We are one people, all of us pledging allegiance to the stars and stripes, all of us defending the United States of America.”

…“I’m talking about something more substantial. It’s the hope of slaves sitting around a fire singing freedom songs; the hope of immigrants setting out for distant shores; the hope of a young naval lieutenant bravely patrolling the Mekong Delta; the hope of a millworker’s son who dares to defy the odds; the hope of a skinny kid with a funny name who believes that America has a place for him, too.
Hope in the face of difficulty, hope in the face of uncertainty, the audacity of hope: In the end, that is God’s greatest gift to us, the bedrock of this nation, a belief in things not seen, a belief that there are better days ahead.
I believe that we can give our middle class relief and provide working families with a road to opportunity.
I believe we can provide jobs for the jobless, homes to the homeless, and reclaim young people in cities across America from violence and despair.
I believe that we have a righteous wind at our backs, and that as we stand on the crossroads of history, we can make the right choices and meet the challenges that face us.”

Those who fear the fact that this country is a melting pot fear Barack Obama – he is the product of our melting pot.
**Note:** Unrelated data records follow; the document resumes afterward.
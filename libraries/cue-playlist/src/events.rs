//! Playlist notifications
//!
//! Non-fatal notices emitted by the playlist. A sink never influences control
//! flow. Routine mutations are logged through `tracing` instead.

use serde::{Deserialize, Serialize};
use std::sync::{Arc, Mutex, PoisonError};

/// Notices emitted by the playlist
#[derive(Debug, Clone, PartialEq, Eq, Serialize, Deserialize)]
#[serde(tag = "type", rename_all = "snake_case")]
pub enum PlaylistEvent {
    /// `add` was called with a track already in the playlist; nothing changed
    DuplicateTrack {
        /// The rejected track
        track: String,
    },
}

/// Receiver for playlist events
pub trait EventSink: Send {
    fn emit(&mut self, event: PlaylistEvent);
}

/// Default sink: forwards notices to `tracing` as warnings
#[derive(Debug, Clone, Copy, Default)]
pub struct TracingSink;

impl EventSink for TracingSink {
    fn emit(&mut self, event: PlaylistEvent) {
        match &event {
            PlaylistEvent::DuplicateTrack { track } => {
                tracing::warn!("Track is already in playlist: {:?}!", track);
            }
        }
    }
}

/// Sink that keeps every event for later inspection
///
/// Clones share the same buffer, so one handle can be given to the playlist
/// and another kept by the caller.
#[derive(Debug, Clone, Default)]
pub struct RecordingSink {
    events: Arc<Mutex<Vec<PlaylistEvent>>>,
}

impl RecordingSink {
    pub fn new() -> Self {
        Self::default()
    }

    /// Snapshot of recorded events, oldest first
    pub fn events(&self) -> Vec<PlaylistEvent> {
        self.events
            .lock()
            .unwrap_or_else(PoisonError::into_inner)
            .clone()
    }

    /// Remove and return recorded events
    pub fn drain(&self) -> Vec<PlaylistEvent> {
        std::mem::take(&mut *self.events.lock().unwrap_or_else(PoisonError::into_inner))
    }

    /// Recorded duplicate-track notices
    pub fn duplicates(&self) -> Vec<String> {
        self.events()
            .into_iter()
            .map(|event| match event {
                PlaylistEvent::DuplicateTrack { track } => track,
            })
            .collect()
    }
}

impl EventSink for RecordingSink {
    fn emit(&mut self, event: PlaylistEvent) {
        self.events
            .lock()
            .unwrap_or_else(PoisonError::into_inner)
            .push(event);
    }
}
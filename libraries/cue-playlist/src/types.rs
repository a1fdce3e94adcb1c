//! Core types for playlist management

use crate::error::PlaylistError;
use serde::{Deserialize, Serialize};
use std::fmt;
use std::str::FromStr;

/// Repeat mode
///
/// The lowercase codes `off`, `all` and `one` are the only serialized form.
#[derive(Debug, Clone, Copy, PartialEq, Eq, Hash, Default, Serialize, Deserialize)]
#[serde(rename_all = "lowercase")]
pub enum RepeatMode {
    /// Stop after the last track
    #[default]
    Off,

    /// Loop the whole play order
    All,

    /// Loop the current track only
    One,
}

impl RepeatMode {
    /// All modes, in code order
    pub const ALL_MODES: [RepeatMode; 3] = [RepeatMode::Off, RepeatMode::All, RepeatMode::One];

    /// Canonical code for this mode
    pub fn as_str(self) -> &'static str {
        match self {
            RepeatMode::Off => "off",
            RepeatMode::All => "all",
            RepeatMode::One => "one",
        }
    }
}

impl fmt::Display for RepeatMode {
    fn fmt(&self, f: &mut fmt::Formatter<'_>) -> fmt::Result {
        f.write_str(self.as_str())
    }
}

impl FromStr for RepeatMode {
    type Err = PlaylistError;

    fn from_str(code: &str) -> Result<Self, Self::Err> {
        match code {
            "off" => Ok(RepeatMode::Off),
            "all" => Ok(RepeatMode::All),
            "one" => Ok(RepeatMode::One),
            other => Err(PlaylistError::InvalidRepeatMode(other.to_string())),
        }
    }
}

/// Configuration for a new playlist
#[derive(Debug, Clone, PartialEq, Eq, Serialize, Deserialize)]
#[serde(default)]
pub struct PlaylistConfig {
    /// Initial repeat mode (default: Off)
    pub repeat: RepeatMode,

    /// Shuffle right after construction (default: false)
    pub shuffle: bool,

    /// Seed for the shuffle RNG; entropy-seeded when absent (default: None)
    pub seed: Option<u64>,
}

impl Default for PlaylistConfig {
    fn default() -> Self {
        Self {
            repeat: RepeatMode::Off,
            shuffle: false,
            seed: None,
        }
    }
}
But he is not a superstar. He is the appropriate voice for the message that our forefathers created 222 years ago when they met to define our country. He is not a superstar, we gather around the world to hear him speak, partly because his is a message that we, the people of the world, need desperately to believe in again. Yet, it is even more than that – more than anything it is because that little voice inside of each of us tells us that he believes his message. He believes that we can be more than the capital of Capitalism. He believes that we can be, once again, “One Nation, under God – Indivisible… with Liberty and Justice for All.” And most of all, he believes in us. We are in very dark times – we don’t need someone who does the same thing in a different way. We don’t need someone experienced in what it takes to get to where we are, because where we are is lost. We need someone inexperienced in the system that is faulty – we need someone who believes in the spirit of our country, and has the foresight to recreate the system so that it mirrors that spirit, uncorrupted by experts. We need a star to guide us out of the darkness of despair with his belief – his hope – his vision. Someone who believes that each and everyone of us are better than what we have been promised and even more than that – better than what we have been given.